+++ Materials provided +++

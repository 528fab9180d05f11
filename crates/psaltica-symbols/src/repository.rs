//! Template decoding, memoization and best-match queries
//!
//! Every template raster is pushed through the same preprocessing chain the
//! analyzer applies to photographed lines (adaptive threshold, binarize,
//! denoise, close-then-open, normalize to 64x64) so that F1 similarity
//! compares like with like. Decoded masks are memoized per template path;
//! a template that fails to decode is skipped for that query and retried
//! next time rather than cached as a failure.

use crate::config::{CoreSymbolRule, SymbolConfig, SymbolRole};
use psaltica_core::{BinaryImage, Raster};
use psaltica_ops::{binarize, close_open, denoise, estimate_adaptive_threshold, foreground_f1, normalize};
use psaltica_theory::ModeProfile;
use std::collections::HashMap;
use std::path::{Path, PathBuf};
use std::sync::Mutex;
use tracing::{debug, warn};

/// Side length of the normalized square all comparisons happen at.
pub const TEMPLATE_SIZE: u32 = 64;

/// Best core-rule match for a query patch.
#[derive(Debug, Clone, PartialEq)]
pub struct TemplateMatch {
    pub symbol_id: String,
    pub role: SymbolRole,
    pub confidence: f32,
    pub base_token: Option<String>,
}

/// Best fallback-catalog match for a query patch.
#[derive(Debug, Clone, PartialEq)]
pub struct CatalogMatch {
    pub token: String,
    pub confidence: f32,
}

/// Holds the loaded configuration and memoized template masks.
pub struct TemplateRepository {
    config: SymbolConfig,
    template_root: PathBuf,
    cache: Mutex<HashMap<PathBuf, BinaryImage>>,
}

impl TemplateRepository {
    /// Build a repository over an already-loaded configuration. Template
    /// paths in the rules and catalog resolve relative to `template_root`.
    pub fn new(config: SymbolConfig, template_root: impl Into<PathBuf>) -> Self {
        TemplateRepository {
            config,
            template_root: template_root.into(),
            cache: Mutex::new(HashMap::new()),
        }
    }

    /// Load the configuration from `dir` and resolve templates there too.
    pub fn open(dir: impl AsRef<Path>) -> crate::SymbolResult<Self> {
        let dir = dir.as_ref();
        Ok(TemplateRepository::new(SymbolConfig::load(dir)?, dir))
    }

    pub fn config(&self) -> &SymbolConfig {
        &self.config
    }

    /// Ordered degree cycle for melodic traversal.
    pub fn phthongs_order(&self) -> &[String] {
        &self.config.phthongs_order
    }

    /// Mode id -> height profile.
    pub fn mode_profiles(&self) -> &HashMap<String, ModeProfile> {
        &self.config.mode_profiles
    }

    /// Look up a core rule by symbol id.
    pub fn rule_by_id(&self, id: &str) -> Option<&CoreSymbolRule> {
        self.config.core_rules.iter().find(|rule| rule.id == id)
    }

    /// Display name for a symbol id, falling back to the id itself.
    pub fn display_name_for(&self, id: &str) -> String {
        self.config
            .display_names
            .get(id)
            .cloned()
            .unwrap_or_else(|| id.to_string())
    }

    /// Scan the core rule set for the template most similar to `target`.
    /// Declaration order breaks ties: only a strictly better score replaces
    /// the current best.
    pub fn find_best_core_match(&self, target: &BinaryImage) -> Option<TemplateMatch> {
        let mut best: Option<TemplateMatch> = None;
        for rule in &self.config.core_rules {
            let Some(template) = self.template_mask(&rule.template) else {
                continue;
            };
            let confidence = foreground_f1(target, &template);
            if best.as_ref().is_none_or(|b| confidence > b.confidence) {
                best = Some(TemplateMatch {
                    symbol_id: rule.id.clone(),
                    role: rule.role,
                    confidence,
                    base_token: rule.base_token.clone(),
                });
            }
        }
        best
    }

    /// Scan the fallback catalog for the template most similar to `target`.
    pub fn find_best_catalog_match(&self, target: &BinaryImage) -> Option<CatalogMatch> {
        let mut best: Option<CatalogMatch> = None;
        for entry in &self.config.catalog {
            let Some(template) = self.template_mask(&entry.template) else {
                continue;
            };
            let confidence = foreground_f1(target, &template);
            if best.as_ref().is_none_or(|b| confidence > b.confidence) {
                best = Some(CatalogMatch {
                    token: entry.token.clone(),
                    confidence,
                });
            }
        }
        best
    }

    /// Decode, preprocess and memoize one template. Decode failures are
    /// logged and yield `None` without poisoning the cache.
    fn template_mask(&self, relative: &str) -> Option<BinaryImage> {
        let path = self.template_root.join(relative);
        if let Some(mask) = self
            .cache
            .lock()
            .ok()
            .and_then(|cache| cache.get(&path).cloned())
        {
            return Some(mask);
        }

        let raster = match decode_raster(&path) {
            Ok(raster) => raster,
            Err(error) => {
                warn!(path = %path.display(), %error, "template unavailable, skipping");
                return None;
            }
        };
        let mask = preprocess(&raster);
        debug!(path = %path.display(), foreground = mask.count_foreground(), "template decoded");
        if let Ok(mut cache) = self.cache.lock() {
            cache.insert(path, mask.clone());
        }
        Some(mask)
    }
}

/// The shared preprocessing chain: threshold, binarize, denoise,
/// close-then-open, normalize to the comparison square.
pub fn preprocess(raster: &Raster) -> BinaryImage {
    let threshold = estimate_adaptive_threshold(raster);
    let binary = binarize(raster, threshold);
    normalize(&close_open(&denoise(&binary)), TEMPLATE_SIZE)
}

fn decode_raster(path: &Path) -> Result<Raster, image::ImageError> {
    let decoded = image::open(path)?.to_rgba8();
    let (width, height) = decoded.dimensions();
    // The buffer length is exactly width * height * 4 by construction.
    Ok(Raster::from_rgba8(width, height, decoded.into_raw())
        .unwrap_or_else(|_| Raster::filled(0, 0, [255, 255, 255, 255])))
}

#[cfg(test)]
mod tests {
    use super::*;
    use crate::config::CatalogSymbol;
    use image::{Rgba, RgbaImage};

    fn temp_template_dir(tag: &str) -> PathBuf {
        let dir =
            std::env::temp_dir().join(format!("psaltica-templates-{tag}-{}", std::process::id()));
        std::fs::create_dir_all(&dir).unwrap();
        dir
    }

    /// White 40x40 PNG with a black glyph drawn by `ink`.
    fn write_template(dir: &Path, name: &str, ink: impl Fn(u32, u32) -> bool) {
        let mut img = RgbaImage::from_pixel(40, 40, Rgba([255, 255, 255, 255]));
        for y in 0..40 {
            for x in 0..40 {
                if ink(x, y) {
                    img.put_pixel(x, y, Rgba([0, 0, 0, 255]));
                }
            }
        }
        img.save(dir.join(name)).unwrap();
    }

    fn rule(id: &str, role: SymbolRole, template: &str) -> CoreSymbolRule {
        CoreSymbolRule {
            id: id.to_string(),
            role,
            template: template.to_string(),
            base_token: None,
            delta_steps: 0,
            default_duration_beats: None,
            duration_delta_beats: 0.0,
            set_duration_beats: None,
            redistribute_from_previous_beats: 0.0,
        }
    }

    #[test]
    fn test_core_match_prefers_most_similar_template() {
        let dir = temp_template_dir("core");
        // A solid block and a thin horizontal bar, clearly distinct.
        write_template(&dir, "block.png", |x, y| {
            (8..32).contains(&x) && (8..32).contains(&y)
        });
        write_template(&dir, "bar.png", |x, y| {
            (4..36).contains(&x) && (18..22).contains(&y)
        });
        let config = SymbolConfig {
            core_rules: vec![
                rule("block", SymbolRole::Base, "block.png"),
                rule("bar", SymbolRole::Modifier, "bar.png"),
            ],
            ..SymbolConfig::default()
        };
        let repo = TemplateRepository::new(config, &dir);

        let query = preprocess(&decode_raster(&dir.join("block.png")).unwrap());
        let best = repo.find_best_core_match(&query).unwrap();
        assert_eq!(best.symbol_id, "block");
        assert_eq!(best.role, SymbolRole::Base);
        // Identical preprocessing on both sides scores a perfect match.
        assert!((best.confidence - 1.0).abs() < 1e-6);
    }

    #[test]
    fn test_missing_template_is_skipped_not_fatal() {
        let dir = temp_template_dir("missing");
        write_template(&dir, "present.png", |x, y| {
            (10..30).contains(&x) && (10..30).contains(&y)
        });
        let config = SymbolConfig {
            core_rules: vec![
                rule("ghost", SymbolRole::Base, "does-not-exist.png"),
                rule("present", SymbolRole::Base, "present.png"),
            ],
            ..SymbolConfig::default()
        };
        let repo = TemplateRepository::new(config, &dir);
        let query = preprocess(&decode_raster(&dir.join("present.png")).unwrap());
        let best = repo.find_best_core_match(&query).unwrap();
        assert_eq!(best.symbol_id, "present");
    }

    #[test]
    fn test_catalog_match() {
        let dir = temp_template_dir("catalog");
        write_template(&dir, "a1.png", |x, y| {
            (8..32).contains(&x) && (8..32).contains(&y)
        });
        let config = SymbolConfig {
            catalog: vec![CatalogSymbol {
                token: "a1".to_string(),
                template: "a1.png".to_string(),
            }],
            ..SymbolConfig::default()
        };
        let repo = TemplateRepository::new(config, &dir);
        let query = preprocess(&decode_raster(&dir.join("a1.png")).unwrap());
        let best = repo.find_best_catalog_match(&query).unwrap();
        assert_eq!(best.token, "a1");
        assert!(best.confidence > 0.99);
    }

    #[test]
    fn test_display_name_falls_back_to_id() {
        let mut config = SymbolConfig::default();
        config
            .display_names
            .insert("ison".to_string(), "Ison".to_string());
        let repo = TemplateRepository::new(config, std::env::temp_dir());
        assert_eq!(repo.display_name_for("ison"), "Ison");
        assert_eq!(repo.display_name_for("petaste"), "petaste");
    }

    #[test]
    fn test_empty_rule_set_has_no_match() {
        let repo = TemplateRepository::new(SymbolConfig::default(), std::env::temp_dir());
        let query = BinaryImage::blank(TEMPLATE_SIZE, TEMPLATE_SIZE);
        assert!(repo.find_best_core_match(&query).is_none());
        assert!(repo.find_best_catalog_match(&query).is_none());
    }
}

+++

### Task instructions
Copy the lines above exactly, beginning at the line that has "pub fn config(&self)" and stopping after the line that has "the id itself.", and omit the rest.

### Response to the exercise
    pub fn config(&self) -> &SymbolConfig {
        &self.config
    }

    /// Ordered degree cycle for melodic traversal.
    pub fn phthongs_order(&self) -> &[String] {
        &self.config.phthongs_order
    }

    /// Mode id -> height profile.
    pub fn mode_profiles(&self) -> &HashMap<String, ModeProfile> {
        &self.config.mode_profiles
    }

    /// Look up a core rule by symbol id.
    pub fn rule_by_id(&self, id: &str) -> Option<&CoreSymbolRule> {
        self.config.core_rules.iter().find(|rule| rule.id == id)
    }

    /// Display name for a symbol id, falling back to the id itself.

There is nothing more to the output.